The above program behaves in the same way as in the absence of pure declaration.

What are the benefits of declaring a function as pure[if there is no change in output]?

I don't think this definition of purity is correct - printf, for example, would qualify (calling it twice with the same arguments yields the same return value), but it is not pure. — tdammers, Commented Jun 22, 2012 at 11:51
@tdammers: Indeed, it lacks the ...and no side-effects... part. — Frerich Raabe, Commented Jun 22, 2012 at 12:15
@Ben: where does the entropy come from? We're dealing with (theoretically) deterministic machines here, the only way of getting true entropy into them is from external sources, which means side effects. Of course, we could allow programming languages to define nondeterministic functions, pretending the technical side effects aren't there and the functions really are nondeterministic; but if we do that, most of the practical benefits of tracking purity are lost. — tdammers, Commented Jun 22, 2012 at 13:50
tdammers is correct - the definition of pure given above is incorrect. Pure means that the output depends only on the inputs to the function; also, there must be no observable side-effects. "Same output for same input" is a very inaccurate summary of those requirements. en.wikipedia.org/wiki/Pure_function — Dancrumb, Commented Jun 22, 2012 at 14:04

Philip Kendall · Accepted Answer · 2012-06-22 09:48:38Z

146

pure lets the compiler know that it can make certain optimisations about the function: imagine a bit of code like

for (int i = 0; i < 1000; i++)
{
    printf("%d", fun(10));
}

With a pure function, the compiler can know that it needs to evaluate fun(10) once and once only, rather than 1000 times. For a complex function, that's a big win.
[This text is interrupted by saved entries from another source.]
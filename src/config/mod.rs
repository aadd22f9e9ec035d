//! # Configuration Management Module
//!
//! This module handles all configuration aspects of the escaperoom game,
//! providing a centralized configuration system with validation, defaults,
//! and a starter-file generator.
//!
//! ## Configuration Structure
//!
//! The configuration is organized into logical sections:
//!
//! - [`GameSettings`] - Welcome text, default skill, name limits
//! - [`RoomSettings`] - Room generation bounds and the fuzzy-match cutoff
//! - [`ScoringSettings`] - Points per find and badge thresholds
//! - [`HintSettings`] - Hint availability
//! - [`LoggingSettings`] - Log level and optional log file
//!
//! ## Usage
//!
//! ```rust,no_run
//! use escaperoom::config::Config;
//!
//! fn main() -> anyhow::Result<()> {
//!     // Load configuration from file (validated on load)
//!     let config = Config::load("config.toml")?;
//!     println!("Welcome line: {}", config.game.welcome_message);
//!
//!     // Or write a starter configuration
//!     Config::create_default("config.toml")?;
//!     Ok(())
//! }
//! ```
//!
//! ## Configuration File Format
//!
//! Escaperoom uses TOML format for human-readable configuration:
//!
//! ```toml
//! [room]
//! min_items = 4
//! max_items = 10
//! match_cutoff = 0.6
//!
//! [scoring]
//! points_per_find = 10
//! beginner = 50
//! intermediate = 100
//! expert = 150
//! ```
//!
//! Every field is optional; omitted sections fall back to defaults. All
//! values are validated on load, so a min/max inversion or non-increasing
//! badge thresholds fail fast instead of surfacing mid-game.

use anyhow::{bail, Context, Result};
use serde::{Deserialize, Serialize};
use std::fs;
use std::path::Path;

use crate::game::badges::BadgeTier;
use crate::game::room::ITEM_CATALOG;
use crate::game::types::SkillLevel;

/// Main configuration structure
#[derive(Debug, Clone, Default, Serialize, Deserialize)]
pub struct Config {
    #[serde(default)]
    pub game: GameSettings,
    #[serde(default)]
    pub room: RoomSettings,
    #[serde(default)]
    pub scoring: ScoringSettings,
    #[serde(default)]
    pub hints: HintSettings,
    #[serde(default)]
    pub logging: LoggingSettings,
}

/// Session-level settings: greeting and player-name handling.
#[derive(Debug, Clone, Serialize, Deserialize)]
pub struct GameSettings {
    #[serde(default = "default_welcome_message")]
    pub welcome_message: String,
    /// When set, the skill-level prompt is skipped.
    #[serde(default, skip_serializing_if = "Option::is_none")]
    pub default_skill: Option<SkillLevel>,
    #[serde(default = "default_max_name_length")]
    pub max_name_length: usize,
}

/// Room generation bounds and fuzzy matching.
#[derive(Debug, Clone, Serialize, Deserialize)]
pub struct RoomSettings {
    #[serde(default = "default_min_items")]
    pub min_items: usize,
    #[serde(default = "default_max_items")]
    pub max_items: usize,
    /// Similarity cutoff for fuzzy item search, in (0, 1].
    #[serde(default = "default_match_cutoff")]
    pub match_cutoff: f64,
}

/// Points per find and the badge thresholds.
#[derive(Debug, Clone, Serialize, Deserialize)]
pub struct ScoringSettings {
    #[serde(default = "default_points_per_find")]
    pub points_per_find: u32,
    #[serde(default = "default_beginner_threshold")]
    pub beginner: u32,
    #[serde(default = "default_intermediate_threshold")]
    pub intermediate: u32,
    #[serde(default = "default_expert_threshold")]
    pub expert: u32,
}

impl ScoringSettings {
    /// Points required to earn the given badge tier.
    pub fn threshold(&self, tier: BadgeTier) -> u32 {
        match tier {
            BadgeTier::Beginner => self.beginner,
            BadgeTier::Intermediate => self.intermediate,
            BadgeTier::Expert => self.expert,
        }
    }
}

/// Hint availability.
#[derive(Debug, Clone, Serialize, Deserialize)]
pub struct HintSettings {
    #[serde(default = "default_hints_enabled")]
    pub enabled: bool,
}

/// Logging settings.
#[derive(Debug, Clone, Serialize, Deserialize)]
pub struct LoggingSettings {
    /// Default log level when no `-v` flags are given: error, warn, info,
    /// debug, or trace.
    #[serde(default = "default_log_level")]
    pub level: String,
    /// Optional log file; diagnostics go to stderr when unset.
    #[serde(default, skip_serializing_if = "Option::is_none")]
    pub file: Option<String>,
}

fn default_welcome_message() -> String {
    "Welcome to the Escape Room!".to_string()
}

fn default_max_name_length() -> usize {
    32
}

fn default_min_items() -> usize {
    4
}

fn default_max_items() -> usize {
    10
}

fn default_match_cutoff() -> f64 {
    0.6
}

fn default_points_per_find() -> u32 {
    10
}

fn default_beginner_threshold() -> u32 {
    50
}

fn default_intermediate_threshold() -> u32 {
    100
}

fn default_expert_threshold() -> u32 {
    150
}

fn default_hints_enabled() -> bool {
    true
}

fn default_log_level() -> String {
    "info".to_string()
}

impl Default for GameSettings {
    fn default() -> Self {
        Self {
            welcome_message: default_welcome_message(),
            default_skill: None,
            max_name_length: default_max_name_length(),
        }
    }
}

impl Default for RoomSettings {
    fn default() -> Self {
        Self {
            min_items: default_min_items(),
            max_items: default_max_items(),
            match_cutoff: default_match_cutoff(),
        }
    }
}

impl Default for ScoringSettings {
    fn default() -> Self {
        Self {
            points_per_find: default_points_per_find(),
            beginner: default_beginner_threshold(),
            intermediate: default_intermediate_threshold(),
            expert: default_expert_threshold(),
        }
    }
}

impl Default for HintSettings {
    fn default() -> Self {
        Self {
            enabled: default_hints_enabled(),
        }
    }
}

impl Default for LoggingSettings {
    fn default() -> Self {
        Self {
            level: default_log_level(),
            file: None,
        }
    }
}

const VALID_LOG_LEVELS: [&str; 5] = ["error", "warn", "info", "debug", "trace"];

impl Config {
    /// Load and validate configuration from a TOML file.
    pub fn load<P: AsRef<Path>>(path: P) -> Result<Config> {
        let path = path.as_ref();
        let contents = fs::read_to_string(path)
            .with_context(|| format!("failed to read config file {}", path.display()))?;
        let config: Config = toml::from_str(&contents)
            .with_context(|| format!("failed to parse config file {}", path.display()))?;
        config.validate()?;
        Ok(config)
    }

    /// Write a commented starter configuration. Refuses to overwrite an
    /// existing file.
    pub fn create_default<P: AsRef<Path>>(path: P) -> Result<()> {
        let path = path.as_ref();
        if path.exists() {
            bail!(
                "config file {} already exists; remove it first to regenerate",
                path.display()
            );
        }
        let body = toml::to_string_pretty(&Config::default())
            .context("failed to serialize default config")?;
        let contents = format!(
            "# Escaperoom configuration.\n\
             # Every field is optional; missing values fall back to these defaults.\n\n{}",
            body
        );
        fs::write(path, contents)
            .with_context(|| format!("failed to write config file {}", path.display()))?;
        Ok(())
    }

    /// Validate all configuration values.
    pub fn validate(&self) -> Result<()> {
        if self.game.welcome_message.trim().is_empty() {
            bail!("game.welcome_message must not be empty");
        }
        if self.game.max_name_length == 0 {
            bail!("game.max_name_length must be at least 1");
        }
        if self.room.min_items == 0 {
            bail!("room.min_items must be at least 1");
        }
        if self.room.min_items > self.room.max_items {
            bail!(
                "room.min_items ({}) must not exceed room.max_items ({})",
                self.room.min_items,
                self.room.max_items
            );
        }
        if self.room.max_items > ITEM_CATALOG.len() {
            bail!(
                "room.max_items ({}) exceeds the item catalog size ({})",
                self.room.max_items,
                ITEM_CATALOG.len()
            );
        }
        if !(self.room.match_cutoff > 0.0 && self.room.match_cutoff <= 1.0) {
            bail!(
                "room.match_cutoff ({}) must be in (0, 1]",
                self.room.match_cutoff
            );
        }
        if self.scoring.points_per_find == 0 {
            bail!("scoring.points_per_find must be at least 1");
        }
        if self.scoring.beginner >= self.scoring.intermediate
            || self.scoring.intermediate >= self.scoring.expert
        {
            bail!(
                "scoring thresholds must be strictly increasing (beginner {} < intermediate {} < expert {})",
                self.scoring.beginner,
                self.scoring.intermediate,
                self.scoring.expert
            );
        }
        if !VALID_LOG_LEVELS.contains(&self.logging.level.to_lowercase().as_str()) {
            bail!(
                "logging.level '{}' is not one of {:?}",
                self.logging.level,
                VALID_LOG_LEVELS
            );
        }
        Ok(())
    }
}
//! Points and badge progression.
//!
//! The scorecard tracks points earned from finds and awards badge tiers at
//! configured thresholds. A single check awards at most one badge, walking
//! tiers in ascending order, and an earned badge is never announced twice.

use std::fmt;

use crate::config::ScoringSettings;

/// Badge tiers, in ascending order of the points required to earn them.
#[derive(Debug, Clone, Copy, PartialEq, Eq, PartialOrd, Ord)]
pub enum BadgeTier {
    Beginner,
    Intermediate,
    Expert,
}

impl BadgeTier {
    const ALL: [BadgeTier; 3] = [
        BadgeTier::Beginner,
        BadgeTier::Intermediate,
        BadgeTier::Expert,
    ];
}

impl fmt::Display for BadgeTier {
    fn fmt(&self, f: &mut fmt::Formatter<'_>) -> fmt::Result {
        let name = match self {
            BadgeTier::Beginner => "Beginner",
            BadgeTier::Intermediate => "Intermediate",
            BadgeTier::Expert => "Expert",
        };
        write!(f, "{}", name)
    }
}

/// Session-scoped points counter and badge book.
#[derive(Debug, Clone, Default)]
pub struct Scorecard {
    points: u32,
    earned: [bool; 3],
}

impl Scorecard {
    pub fn new() -> Self {
        Self::default()
    }

    pub fn points(&self) -> u32 {
        self.points
    }

    pub fn award_points(&mut self, points: u32) {
        self.points = self.points.saturating_add(points);
    }

    pub fn has_badge(&self, tier: BadgeTier) -> bool {
        self.earned[tier as usize]
    }

    /// Earned badges in ascending tier order.
    pub fn earned_badges(&self) -> Vec<BadgeTier> {
        BadgeTier::ALL
            .into_iter()
            .filter(|t| self.has_badge(*t))
            .collect()
    }

    /// Check the current score against the badge thresholds.
    ///
    /// Awards and returns at most ONE newly earned badge, lowest unearned
    /// tier first. Already-earned badges are skipped.
    pub fn check_badges(&mut self, scoring: &ScoringSettings) -> Option<BadgeTier> {
        for tier in BadgeTier::ALL {
            if self.has_badge(tier) {
                continue;
            }
            if self.points >= scoring.threshold(tier) {
                self.earned[tier as usize] = true;
                return Some(tier);
            }
            // Lower tiers gate higher ones; stop at the first unearned tier.
            return None;
        }
        None
    }

    /// One-line score summary for the `score` command.
    pub fn summary(&self) -> String {
        let badges = self.earned_badges();
        if badges.is_empty() {
            format!("Points: {}. No badges earned yet.", self.points)
        } else {
            let names: Vec<String> = badges.iter().map(|b| b.to_string()).collect();
            format!("Points: {}. Badges: {}.", self.points, names.join(", "))
        }
    }
}

#[cfg(test)]
mod tests {
    use super::*;

    fn scoring() -> ScoringSettings {
        ScoringSettings::default()
    }

    #[test]
    fn one_badge_per_check_in_tier_order() {
        let mut card = Scorecard::new();
        card.award_points(200);
        // Well past every threshold, but each check still awards one tier.
        assert_eq!(card.check_badges(&scoring()), Some(BadgeTier::Beginner));
        assert_eq!(card.check_badges(&scoring()), Some(BadgeTier::Intermediate));
        assert_eq!(card.check_badges(&scoring()), Some(BadgeTier::Expert));
        assert_eq!(card.check_badges(&scoring()), None);
    }

    #[test]
    fn below_threshold_awards_nothing() {
        let mut card = Scorecard::new();
        card.award_points(40);
        assert_eq!(card.check_badges(&scoring()), None);
        assert!(card.earned_badges().is_empty());
    }

    #[test]
    fn threshold_walk_matches_find_cadence() {
        let mut card = Scorecard::new();
        let mut announced = Vec::new();
        for _ in 0..15 {
            card.award_points(10);
            if let Some(tier) = card.check_badges(&scoring()) {
                announced.push((card.points(), tier));
            }
        }
        assert_eq!(
            announced,
            vec![
                (50, BadgeTier::Beginner),
                (100, BadgeTier::Intermediate),
                (150, BadgeTier::Expert),
            ]
        );
    }

    #[test]
    fn summary_lists_earned_badges() {
        let mut card = Scorecard::new();
        assert_eq!(card.summary(), "Points: 0. No badges earned yet.");
        card.award_points(60);
        card.check_badges(&scoring());
        assert_eq!(card.summary(), "Points: 60. Badges: Beginner.");
    }
}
answered Jun 22, 2012 at 9:48

Philip Kendall

4,3041 gold badge24 silver badges43 bronze badges

Ie, you can safely use memoization
– Joel Coehoorn
Commented Jun 22, 2012 at 17:48
@mob What do you mean? Why not?
– Konrad Rudolph
Commented Jun 22, 2012 at 18:17
15

Because you can modify the string (sequence of chars starting from some address) without modifying the input (the pointer to the address where the string starts), i.e., you can't memoize it. It would only be a pure function in a language with immutable strings (Java, say).
– mob
Commented Jun 22, 2012 at 19:35
5

@KonradRudolph: Imagine a length 1000 string. Call strlen on it. Then again. Same thing yes? Now modify the second character to be \0. Does strlen still return 1000 now? The starting address is the same (== input is same) but the function now returns a different value.
– Mike Bailey
Commented Jun 23, 2012 at 16:10
5

@mob That’s a good objection, obviously you are right. I was misled by the fact that even books claim that strlen (in GCC / glibc) is in fact pure. But a look at the glibc implementation showed this to be wrong.
– Konrad Rudolph
Commented Jun 23, 2012 at 16:44

Add a comment |

Community · Accepted Answer · 2017-05-23 12:32:04Z

34

When you say a function is 'pure' you are guaranteeing that it has no externally visible side-effects (and as a comment says, if you lie, bad things can happen). Knowing that a function is 'pure' has benefits for the compiler, which can use this knowledge to do certain optimizations.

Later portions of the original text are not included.